There has been a profound shift within the field of Sexuality Studies where scholars and educators are no longer discussing sexuality as a single category or object of analysis, but rather focusing on the intersectionality of race, gender, class, disability, age etc. with sexuality (among other social formations and processes). This course reflects that important shift, particularly concerning race, and prepares students to engage with contemporary queer studies scholarship that foregrounds anti-racist frameworks as its critical edge. It was very timely that SDS was able to offer this course this year. The public action of Black Lives Matter Toronto’s intervention at the 2016 Pride Parade has become a major flash point that calls for renewed critical thinking about how race and racism participate in our public and private practices of sexual liberation within a local context. In this course, students and I read various texts that engage with sexuality from Critical Race and Ethnic Studies, Diaspora Studies and Women of Colour Feminism perspectives. I was very pleased to see how students demonstrated a strong desire to make sense of their own participation in local LGBTQ+ politics and cultures through these texts and class discussions and how we were able to re-examine the meaning of “diversity” in “sexual diversity” beyond the usual markers.

What is your background with the material and what do you feel you bring to this course?

My training in anthropological frameworks and ethnographic methods deeply informs my pedagogical approach. I emphasize the lived experiences and realities of people as a basis for our critical thinking, in addition to the analysis of cultural objects. In addition, my research specifically attends to how queer people of colour experience and negotiate racism in mainstream queer culture and how they experience and negotiate being sexual minorities within their ethnic communities. The scholarly insights and pedagogical approaches I bring to the classroom assist students to appreciate the nuances and complexities of queer life in a place like Toronto, where globalization, immigration and the politics of race are part of the everyday fabric of contemporary life.

What would you like to see future offerings of this course focus on?

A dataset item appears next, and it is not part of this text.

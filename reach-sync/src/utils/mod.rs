//! Utility modules for reach-sync

pub mod db_retry;

pub use db_retry::retry_on_lock;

In the future, I would like to see this course attend more thoroughly to the limits of queer of colour critique. I think the course can be a place where students can begin to think about the tensions and possibilities between differently racialized communities, particularly between Indigenous communities and new immigrants or transnational communities, and how these conversations would expand current queer studies in Canada. Also, there is a need for a more sustained conversation concerning trans of colour studies, which this course, along with other SDS courses, can create. That said, I am thrilled with what the students and I covered this term during the inaugural offering of this course. I learned many important insights from teaching this course and engaging with students and I hope to be part of further offerings of Queer of Colour Critique at SDS in the future.

Currently, Dr. Dai Kojima is a SSHRC Postdoctoral Fellow at York University’s Department of Anthropology and Centre for Feminist Research, and he teaches the Introduction to Queer of Colour Critique for the Sexual Diversity Studies Program at U of T.